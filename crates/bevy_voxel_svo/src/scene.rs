//! Scene description parsing.
//!
//! A scene is a TOML file listing the octree settings and the voxels to
//! insert. It describes what to build; the octree itself is never saved.
//!
//! ```toml
//! max_depth = 4
//! leaf_policy = "split"
//! merge_uniform = true
//!
//! [[voxels]]
//! x = 5
//! y = 5
//! z = 5
//! color = "#ff0000"
//!
//! [[boxes]]
//! min = [0, 0, 0]
//! max = [15, 0, 15]
//! color = "#808080"
//! ```

use std::path::Path;

use anyhow::{Context, Result};
use serde::Deserialize;
use voxel_svo::{LeafPolicy, Octree, OctreeConfig, Rgb};

/// Root scene description.
#[derive(Debug, Clone, Deserialize)]
pub struct SceneConfig {
	/// Octree depth; the volume is 2^max_depth cells per axis.
	#[serde(default = "default_max_depth")]
	pub max_depth: u8,
	/// Behavior of writes inside larger leaves.
	#[serde(default)]
	pub leaf_policy: LeafPolicy,
	/// Merge octants that end up uniformly colored.
	#[serde(default)]
	pub merge_uniform: bool,
	/// Individual voxels, applied first.
	#[serde(default)]
	pub voxels: Vec<VoxelEntry>,
	/// Solid boxes, applied after the voxels.
	#[serde(default)]
	pub boxes: Vec<BoxEntry>,
}

/// A single colored voxel.
#[derive(Debug, Clone, Deserialize)]
pub struct VoxelEntry {
	pub x: i32,
	pub y: i32,
	pub z: i32,
	/// `#RRGGBB`
	pub color: String,
}

/// Axis-aligned box of voxels, bounds inclusive.
#[derive(Debug, Clone, Deserialize)]
pub struct BoxEntry {
	pub min: [i32; 3],
	pub max: [i32; 3],
	/// `#RRGGBB`
	pub color: String,
}

fn default_max_depth() -> u8 {
	OctreeConfig::REFERENCE.max_depth
}

impl SceneConfig {
	/// Load a scene from a TOML file.
	pub fn load(path: &Path) -> Result<Self> {
		let content = std::fs::read_to_string(path)
			.with_context(|| format!("Failed to read scene file: {}", path.display()))?;
		Self::parse(&content).with_context(|| format!("Invalid scene file: {}", path.display()))
	}

	/// Parse and validate a scene from TOML text.
	pub fn parse(content: &str) -> Result<Self> {
		let scene: SceneConfig = toml::from_str(content).context("Failed to parse scene TOML")?;

		scene.octree_config().validate()?;
		for (i, entry) in scene.boxes.iter().enumerate() {
			if (0..3).any(|axis| entry.min[axis] > entry.max[axis]) {
				anyhow::bail!(
					"Box #{} has min {:?} greater than max {:?}",
					i,
					entry.min,
					entry.max
				);
			}
		}

		Ok(scene)
	}

	pub fn octree_config(&self) -> OctreeConfig {
		OctreeConfig {
			max_depth: self.max_depth,
			leaf_policy: self.leaf_policy,
			merge_uniform: self.merge_uniform,
		}
	}

	/// Build the octree, failing on the first voxel that cannot be inserted.
	pub fn build_octree(&self) -> Result<Octree> {
		let mut octree = Octree::with_config(self.octree_config())?;

		for (i, voxel) in self.voxels.iter().enumerate() {
			octree
				.set_voxel(voxel.x, voxel.y, voxel.z, &voxel.color)
				.with_context(|| format!("Voxel #{} at ({}, {}, {})", i, voxel.x, voxel.y, voxel.z))?;
		}

		for (i, entry) in self.boxes.iter().enumerate() {
			let color = Rgb::from_hex(&entry.color).with_context(|| format!("Box #{}", i))?;
			let [x0, y0, z0] = entry.min;
			let [x1, y1, z1] = entry.max;
			for z in z0..=z1 {
				for y in y0..=y1 {
					for x in x0..=x1 {
						octree
							.set_voxel_rgb(x, y, z, color)
							.with_context(|| format!("Box #{} at ({}, {}, {})", i, x, y, z))?;
					}
				}
			}
		}

		Ok(octree)
	}

	/// Built-in scene: a floor, a block and a single red voxel.
	pub fn demo() -> Self {
		Self {
			max_depth: 4,
			leaf_policy: LeafPolicy::Split,
			merge_uniform: true,
			voxels: vec![VoxelEntry {
				x: 5,
				y: 5,
				z: 5,
				color: "#ff0000".to_owned(),
			}],
			boxes: vec![
				BoxEntry {
					min: [0, 0, 0],
					max: [15, 0, 15],
					color: "#808080".to_owned(),
				},
				BoxEntry {
					min: [8, 1, 8],
					max: [11, 4, 11],
					color: "#2E8B57".to_owned(),
				},
			],
		}
	}
}

#[cfg(test)]
#[path = "scene_test.rs"]
mod scene_test;
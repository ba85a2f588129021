//! Upload seam between the flattener and whatever owns the GPU.

use super::{flatten, VolumeTexture};
use crate::error::SvoResult;
use crate::octree::Octree;

/// Texture filtering mode.
#[derive(Clone, Copy, Debug, PartialEq, Eq, Hash)]
pub enum FilterMode {
  Nearest,
  Linear,
}

/// Texture coordinate wrapping mode.
#[derive(Clone, Copy, Debug, PartialEq, Eq, Hash)]
pub enum AddressMode {
  ClampToEdge,
  Repeat,
}

/// Sampler state requested for an uploaded volume.
#[derive(Clone, Copy, Debug, PartialEq, Eq, Hash)]
pub struct SamplerConfig {
  pub min_filter: FilterMode,
  pub mag_filter: FilterMode,
  pub address_u: AddressMode,
  pub address_v: AddressMode,
  pub address_w: AddressMode,
}

impl SamplerConfig {
  /// Nearest filtering, clamped on all three axes. Voxels must stay crisp
  /// and must not bleed across the volume boundary.
  pub const VOXEL: Self = Self {
    min_filter: FilterMode::Nearest,
    mag_filter: FilterMode::Nearest,
    address_u: AddressMode::ClampToEdge,
    address_v: AddressMode::ClampToEdge,
    address_w: AddressMode::ClampToEdge,
  };
}

impl Default for SamplerConfig {
  fn default() -> Self {
    Self::VOXEL
  }
}

/// Receives flattened volumes and turns them into renderer-owned textures.
///
/// The texture is `size` texels on each axis, RGBA8, laid out as described
/// in [`constants`](crate::constants). Implementations must declare exactly
/// that extent and format.
pub trait VolumeUploader {
  /// Renderer-side handle to the uploaded texture.
  type Handle;

  fn upload_volume_texture(
    &mut self,
    texture: &VolumeTexture,
    sampler: &SamplerConfig,
  ) -> SvoResult<Self::Handle>;
}

/// Blanket impl for mutable references.
impl<U: VolumeUploader + ?Sized> VolumeUploader for &mut U {
  type Handle = U::Handle;

  fn upload_volume_texture(
    &mut self,
    texture: &VolumeTexture,
    sampler: &SamplerConfig,
  ) -> SvoResult<Self::Handle> {
    (**self).upload_volume_texture(texture, sampler)
  }
}

/// Flatten `octree` and hand it to `uploader` with [`SamplerConfig::VOXEL`].
pub fn upload<U: VolumeUploader + ?Sized>(octree: &Octree, uploader: &mut U) -> SvoResult<U::Handle> {
  let texture = flatten(octree);
  uploader.upload_volume_texture(&texture, &SamplerConfig::VOXEL)
}

#[cfg(test)]
#[path = "upload_test.rs"]
mod upload_test;
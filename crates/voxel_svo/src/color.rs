//! Voxel colors and `#RRGGBB` decoding.

use std::fmt;
use std::str::FromStr;

use crate::constants::OPAQUE_ALPHA;
use crate::error::{SvoError, SvoResult};

/// 8-bit-per-channel RGB color of a voxel.
#[derive(Clone, Copy, Debug, Default, PartialEq, Eq, Hash)]
pub struct Rgb {
  pub r: u8,
  pub g: u8,
  pub b: u8,
}

impl Rgb {
  pub const BLACK: Self = Self::new(0, 0, 0);
  pub const WHITE: Self = Self::new(255, 255, 255);

  #[inline]
  pub const fn new(r: u8, g: u8, b: u8) -> Self {
    Self { r, g, b }
  }

  /// Parse a 7-character `#RRGGBB` string. Hex digits may be either case.
  pub fn from_hex(hex: &str) -> SvoResult<Self> {
    let malformed = || SvoError::MalformedColor(hex.to_owned());

    let digits = hex
      .strip_prefix('#')
      .filter(|digits| digits.len() == 6 && digits.bytes().all(|b| b.is_ascii_hexdigit()))
      .ok_or_else(malformed)?;

    let channel = |start: usize| u8::from_str_radix(&digits[start..start + 2], 16).map_err(|_| malformed());

    Ok(Self {
      r: channel(0)?,
      g: channel(2)?,
      b: channel(4)?,
    })
  }

  /// Texel bytes for this color, always fully opaque.
  #[inline]
  pub const fn to_rgba(self) -> [u8; 4] {
    [self.r, self.g, self.b, OPAQUE_ALPHA]
  }
}

impl FromStr for Rgb {
  type Err = SvoError;

  fn from_str(s: &str) -> Result<Self, Self::Err> {
    Self::from_hex(s)
  }
}

impl fmt::Display for Rgb {
  fn fmt(&self, f: &mut fmt::Formatter<'_>) -> fmt::Result {
    write!(f, "#{:02X}{:02X}{:02X}", self.r, self.g, self.b)
  }
}

impl From<[u8; 3]> for Rgb {
  fn from([r, g, b]: [u8; 3]) -> Self {
    Self::new(r, g, b)
  }
}

#[cfg(test)]
#[path = "color_test.rs"]
mod color_test;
────────
#### INSTRUCTIONS FOR THE TASK
Scan the lines above for the word "OctreeConfig" and copy every one where it occurs.

#### TASK OUTPUT
use voxel_svo::{LeafPolicy, Octree, OctreeConfig, Rgb};
	OctreeConfig::REFERENCE.max_depth
	pub fn octree_config(&self) -> OctreeConfig {
		OctreeConfig {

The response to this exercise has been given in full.